Текст книги "Где небом кончилась земля : Биография. Стихи. Воспоминания"
Автор книги: Николай Гумилев
Жанры:
Поэзия
,сообщить о нарушении
Текущая страница: 2 (всего у книги 22 страниц)
Трудно представить, какое впечатление производил он на девушек, например на ту же А. Ахматову (тогда еще, разумеется, Горенко), с которой познакомили его в декабре 1903 года общие друзья. Воспоминания ахматовской подруги В. Срезневской позволяют отчасти восстановить картины прошлого: «Мы вышли из дому, Аня и я с моим младшим братом Сережей, прикупить какие-то украшения для елки, которая у нас всегда бывала в первый день Рождества.
Гумилев. Фотография, 1910-е гг.
Был чудесный солнечный день. Около Гостиного двора мы встретились с «мальчиками Гумилевыми»: Митей (старшим) – он учился в Морском кадетском корпусе, – и с братом его Колей – гимназистом Императорской Николаевской гимназии. Я с ними была раньше знакома через общую учительницу музыки…
Встретив их на улице, мы дальше пошли уже вместе – я с Митей, Аня с Колей, за покупками, и они проводили нас до дому. Аня ничуть не была заинтересована этой встречей, я тем менее, потому что с Митей мне всегда было скучно; я считала (а было мне тогда уже пятнадцать!), что у него нет никаких достоинств, чтобы быть мною отмеченным.
Но, очевидно, не так отнесся Коля к этой встрече.
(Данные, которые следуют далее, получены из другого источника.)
use crate::admission::DEFAULT_MAX_CONCURRENT;
use crate::log_debug;
use crate::providers::{Provider, ProviderConfig};

use anyhow::{Context, Result, anyhow};
use dirs::config_dir;
use serde::{Deserialize, Serialize};
use std::collections::HashMap;
use std::fs;
use std::path::{Path, PathBuf};
use std::time::Duration;

/// Configuration structure for kitchen-helper
#[derive(Deserialize, Serialize, Clone, Debug, PartialEq)]
pub struct Config {
    #[serde(default)]
    pub admission: AdmissionConfig,
    /// Provider-specific configurations, keyed by provider name
    #[serde(default)]
    pub providers: HashMap<String, ProviderConfig>,
    #[serde(default)]
    pub probe: ProbeConfig,
    #[serde(default)]
    pub catalog: CatalogConfig,
}

/// Admission gate settings
#[derive(Deserialize, Serialize, Clone, Debug, PartialEq, Eq)]
#[serde(default)]
pub struct AdmissionConfig {
    /// Maximum generations in flight at once
    pub max_concurrent: usize,
}

impl Default for AdmissionConfig {
    fn default() -> Self {
        Self {
            max_concurrent: DEFAULT_MAX_CONCURRENT,
        }
    }
}

/// Local backend liveness probing
#[derive(Deserialize, Serialize, Clone, Debug, PartialEq, Eq)]
#[serde(default)]
pub struct ProbeConfig {
    /// Seconds between probes; 0 probes only at startup
    pub interval_secs: u64,
}

impl Default for ProbeConfig {
    fn default() -> Self {
        Self { interval_secs: 30 }
    }
}

impl ProbeConfig {
    pub fn interval(&self) -> Option<Duration> {
        (self.interval_secs > 0).then(|| Duration::from_secs(self.interval_secs))
    }
}

/// Curated catalog location
#[derive(Deserialize, Serialize, Clone, Debug, Default, PartialEq, Eq)]
pub struct CatalogConfig {
    /// JSON seed file; no catalog lookup happens without one
    #[serde(default, skip_serializing_if = "Option::is_none")]
    pub seed_path: Option<PathBuf>,
}

impl Default for Config {
    fn default() -> Self {
        let providers = Provider::ALL
            .iter()
            .map(|p| (p.name().to_string(), ProviderConfig::with_defaults(*p)))
            .collect();

        Self {
            admission: AdmissionConfig::default(),
            providers,
            probe: ProbeConfig::default(),
            catalog: CatalogConfig::default(),
        }
    }
}

impl Config {
    /// Load configuration from `path`, falling back to defaults when it does not exist
    pub fn load_from(path: &Path) -> Result<Self> {
        if !path.exists() {
            return Ok(Self::default());
        }

        let content = fs::read_to_string(path)
            .with_context(|| format!("Failed to read config file {}", path.display()))?;
        let config: Self = toml::from_str(&content).with_context(|| {
            format!(
                "Invalid configuration file format in {}. Please check it for syntax errors.",
                path.display()
            )
        })?;
        log_debug!("Configuration loaded from {}", path.display());
        Ok(config)
    }

    pub fn save_to(&self, path: &Path) -> Result<()> {
        if let Some(parent) = path.parent() {
            fs::create_dir_all(parent)
                .with_context(|| format!("Failed to create {}", parent.display()))?;
        }
        let content = toml::to_string_pretty(self)?;
        fs::write(path, content)
            .with_context(|| format!("Failed to write config file {}", path.display()))?;
        log_debug!("Configuration saved to {}", path.display());
        Ok(())
    }

    /// Get the path to the configuration file
    pub fn get_config_path() -> Result<PathBuf> {
        let mut path =
            config_dir().ok_or_else(|| anyhow!("Unable to determine config directory"))?;
        path.push("kitchen-helper");
        path.push("config.toml");
        Ok(path)
    }

    /// Fill unset provider values from the environment.
    ///
    /// Values in the config file win over the environment.
    pub fn apply_env<F>(&mut self, lookup: F)
    where
        F: Fn(&str) -> Option<String>,
    {
        let non_empty = |key: &str| lookup(key).filter(|v| !v.trim().is_empty());

        for provider in Provider::ALL {
            let entry = self
                .providers
                .entry(provider.name().to_string())
                .or_default();

            if entry.api_key.is_empty()
                && let Some(key) = provider.api_key_env().and_then(non_empty)
            {
                entry.api_key = key;
            }

            if let Some(model) = non_empty(provider.model_env())
                && (entry.model.is_empty() || entry.model == provider.default_model())
            {
                entry.model = model;
            }

            if entry.base_url.is_none() {
                entry.base_url = non_empty(provider.base_url_env());
            }
        }
    }

    /// Configuration for `provider`, with defaults when it has no section
    pub fn provider_config(&self, provider: Provider) -> ProviderConfig {
        self.providers
            .get(provider.name())
            .cloned()
            .unwrap_or_else(|| ProviderConfig::with_defaults(provider))
    }

    /// Check values that would otherwise only fail at request time
    pub fn validate(&self) -> Result<()> {
        if self.admission.max_concurrent == 0 {
            return Err(anyhow!(
                "admission.max_concurrent must be at least 1, otherwise every request is rejected"
            ));
        }

        for name in self.providers.keys() {
            let provider: Provider = name
                .parse()
                .with_context(|| format!("Unknown provider section [providers.{name}]"))?;
            self.provider_config(provider)
                .validate(provider)
                .with_context(|| format!("Invalid settings for {provider}"))?;
        }

        if let Some(seed) = &self.catalog.seed_path
            && !seed.exists()
        {
            return Err(anyhow!("Catalog seed file {} does not exist", seed.display()));
        }

        Ok(())
    }

    /// Update the configuration with new values
    pub fn update(
        &mut self,
        provider: Provider,
        api_key: Option<String>,
        model: Option<String>,
        base_url: Option<String>,
        timeout_secs: Option<u64>,
    ) {
        let entry = self
            .providers
            .entry(provider.name().to_string())
            .or_insert_with(|| ProviderConfig::with_defaults(provider));

        if let Some(key) = api_key {
            entry.api_key = key;
        }
        if let Some(model) = model {
            entry.model = model;
        }
        if let Some(url) = base_url {
            entry.base_url = Some(url);
        }
        if let Some(timeout) = timeout_secs {
            entry.timeout_secs = Some(timeout);
        }

        log_debug!("Configuration updated for {provider}");
    }
}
Часто, возвращаясь из гимназии, я видела, как он шагает вдали в ожидании появления Ани. Он специально познакомился с Аниным старшим братом Андреем, чтобы проникнуть в их довольно замкнутый дом. Ане он не нравился – вероятно, в этом возрасте девушкам нравятся разочарованные молодые люди, старше двадцати пяти лет, познавшие уже много запретных плодов и пресытившиеся их пряным вкусом. Но уже тогда Коля не любил отступать перед неудачами. Он не был красив – в этот ранний период он был несколько деревянным, высокомерным с виду и очень неуверенным в себе внутри. Он много читал, любил французских символистов, хотя не очень свободно владел французским языком… Роста высокого, худощав, с очень красивыми руками, несколько удлиненным бледным лицом, я бы сказала, не очень заметной внешности, но не лишенной элегантности…»
К прочим, отнюдь не украшающим молодого человека, вещам добавлялось и то, что Гумилев картавил, особым образом произносил «р» и «л». Впоследствии это воспринималось иначе, но юность есть юность.
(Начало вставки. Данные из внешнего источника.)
use std::sync::Arc;

use super::{CatalogError, CatalogQuery, CatalogSource};
use crate::types::{CatalogEntry, GenerationRequest, SearchPreferences};
use crate::{log_debug, log_info, log_warn};

/// Minimum share of a recipe's ingredients the caller must be able to cover
pub const MIN_MATCH_RATIO: f64 = 0.5;

/// Share of `entry`'s ingredients matched by the requested names.
///
/// A requested name matches when it contains, or is contained in, any
/// catalog ingredient name, ignoring case. The count of matching requested
/// names is divided by the entry's ingredient count.
#[allow(clippy::cast_precision_loss)]
pub fn ingredient_match_ratio<S: AsRef<str>>(requested: &[S], entry: &CatalogEntry) -> f64 {
    if entry.ingredients.is_empty() {
        return 0.0;
    }

    let candidate_names: Vec<String> = entry
        .ingredients
        .iter()
        .map(|i| i.name.to_lowercase())
        .collect();

    let matched = requested
        .iter()
        .map(|name| name.as_ref().to_lowercase())
        .filter(|name| !name.is_empty())
        .filter(|name| {
            candidate_names.iter().any(|candidate| {
                candidate.contains(name.as_str()) || name.contains(candidate.as_str())
            })
        })
        .count();

    matched as f64 / candidate_names.len() as f64
}

/// Ranked lookup of a ready-made recipe for a request
#[derive(Clone)]
pub struct CatalogSearch {
    source: Arc<dyn CatalogSource>,
}

impl CatalogSearch {
    pub fn new(source: Arc<dyn CatalogSource>) -> Self {
        Self { source }
    }

    /// Highest-quality visible entry that covers enough of the request.
    ///
    /// Returns `Ok(None)` without querying the source when the caller's tier
    /// has no catalog access. A returned entry has had its usage counted once;
    /// a failure to record that usage is logged and does not discard the match.
    pub async fn search(
        &self,
        request: &GenerationRequest,
        preferences: &SearchPreferences,
    ) -> Result<Option<CatalogEntry>, CatalogError> {
        let tier = request.tier();
        let limit = tier.catalog_size();
        if limit == 0 {
            log_debug!("Tier {tier} has no catalog access");
            return Ok(None);
        }

        let mut candidates = self
            .source
            .query(&CatalogQuery {
                limit,
                preferences: *preferences,
            })
            .await?;

        // Sources are expected to filter and order; enforce both here anyway
        candidates.retain(|entry| preferences.admits(entry));
        candidates.sort_by(|a, b| b.quality_score.total_cmp(&a.quality_score));
        candidates.truncate(limit);

        let Some(mut hit) = candidates
            .into_iter()
            .find(|entry| ingredient_match_ratio(request.ingredients(), entry) >= MIN_MATCH_RATIO)
        else {
            log_debug!(
                "No catalog match for [{}] in tier {tier}",
                request.ingredients().join(", ")
            );
            return Ok(None);
        };

        match self.source.increment_usage(hit.id).await {
            Ok(()) => hit.usage_count += 1,
            Err(e) => log_warn!("Failed to record usage of catalog entry {}: {e}", hit.id),
        }

        log_info!(
            "Catalog hit: {} (id {}, score {})",
            hit.name,
            hit.id,
            hit.quality_score
        );
        Ok(Some(hit))
    }
}

impl std::fmt::Debug for CatalogSearch {
    fn fmt(&self, f: &mut std::fmt::Formatter<'_>) -> std::fmt::Result {
        f.debug_struct("CatalogSearch").finish_non_exhaustive()
    }
}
Анна Горенко. Фотография, 1900-е гг.
Ухаживания особого успеха не имели, добавляет мемуаристка: «Мы много гуляли, и в этих прогулках иногда нас часто «ловил» поджидавший где-то за углом Коля!
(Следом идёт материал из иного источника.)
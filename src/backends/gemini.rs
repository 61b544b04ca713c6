use async_trait::async_trait;
use reqwest::Client;
use serde_json::json;
use std::time::Duration;

use super::{BackendError, GenerationParams, TextBackend, http_client, status_error};
use crate::log_debug;
use crate::providers::{Provider, ProviderConfig};

const PROVIDER: Provider = Provider::Gemini;

/// Hosted Gemini backend
pub struct GeminiBackend {
    api_key: String,
    model: String,
    base_url: String,
    timeout: Duration,
    client: Client,
}

impl GeminiBackend {
    pub fn new(config: &ProviderConfig) -> Result<Self, BackendError> {
        let timeout = config.effective_timeout(PROVIDER);
        Ok(Self {
            api_key: config.api_key.clone(),
            model: config.effective_model(PROVIDER).to_string(),
            base_url: config.effective_base_url(PROVIDER).to_string(),
            timeout,
            client: http_client(PROVIDER, timeout)?,
        })
    }

    pub fn model(&self) -> &str {
        &self.model
    }

    fn endpoint(&self) -> String {
        format!(
            "{}/v1beta/models/{}:generateContent",
            self.base_url, self.model
        )
    }
}

#[async_trait]
impl TextBackend for GeminiBackend {
    fn provider(&self) -> Provider {
        PROVIDER
    }

    fn is_configured(&self) -> bool {
        !self.api_key.is_empty()
    }

    async fn generate(
        &self,
        prompt: &str,
        params: &GenerationParams,
    ) -> Result<String, BackendError> {
        if !self.is_configured() {
            return Err(BackendError::NotConfigured(PROVIDER));
        }

        let request_body = json!({
            "contents": [
                {
                    "parts": [
                        {"text": prompt}
                    ]
                }
            ],
            "generationConfig": {
                "temperature": params.temperature,
                "maxOutputTokens": params.max_output_tokens
            }
        });

        log_debug!("Sending prompt to Gemini model {}", self.model);

        let response = self
            .client
            .post(self.endpoint())
            .query(&[("key", self.api_key.as_str())])
            .json(&request_body)
            .send()
            .await
            .map_err(|e| BackendError::from_reqwest(PROVIDER, self.timeout, &e))?;

        if !response.status().is_success() {
            return Err(status_error(PROVIDER, response).await);
        }

        let response_body: serde_json::Value = response
            .json()
            .await
            .map_err(|e| BackendError::Envelope {
                provider: PROVIDER,
                reason: e.to_string(),
            })?;

        // { "candidates": [ { "content": { "parts": [ { "text": "..." } ] } } ] }
        response_body["candidates"][0]["content"]["parts"][0]["text"]
            .as_str()
            .map(str::to_string)
            .ok_or_else(|| BackendError::Envelope {
                provider: PROVIDER,
                reason: "missing candidates[0].content.parts[0].text".to_string(),
            })
    }
}

#[cfg(test)]
mod tests {
    use super::*;

    #[test]
    fn test_unconfigured_without_api_key() {
        let backend = GeminiBackend::new(&ProviderConfig::default()).expect("client builds");
        assert!(!backend.is_configured());
        assert_eq!(backend.model(), "gemini-2.0-flash-exp");
        assert_eq!(
            backend.endpoint(),
            "https://generativelanguage.googleapis.com/v1beta/models/gemini-2.0-flash-exp:generateContent"
        );
    }

    #[tokio::test]
    async fn test_generate_without_key_fails_fast() {
        let backend = GeminiBackend::new(&ProviderConfig::default()).expect("client builds");
        let result = backend
            .generate("prompt", &GenerationParams::default())
            .await;
        assert!(matches!(result, Err(BackendError::NotConfigured(Provider::Gemini))));
        assert!(!backend.probe().await);
    }
}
Сознаюсь… мы обе не радовались этому, мы его часто принимались изводить: зная, что Коля терпеть не может немецкого языка, мы начинали вдвоем вслух читать длиннейшие немецкие стихи… А бедный Коля терпеливо, стоически слушал всю дорогу – и все-таки доходил с нами до дому».
С Пасхи 1904 года, когда у Гумилевых состоялся бал и была приглашена, кроме прочих гимназистка Горенко, встречи их стали регулярными. Были совместные прогулки, катание на коньках, посещение концертов. Они встречались на «Башне» – так назывались искусственные руины, одна из достопримечательностей Царского Села.
Весной того же 1904 года на скамье, стоявшей под огромным деревом, Гумилев впервые объяснился в любви.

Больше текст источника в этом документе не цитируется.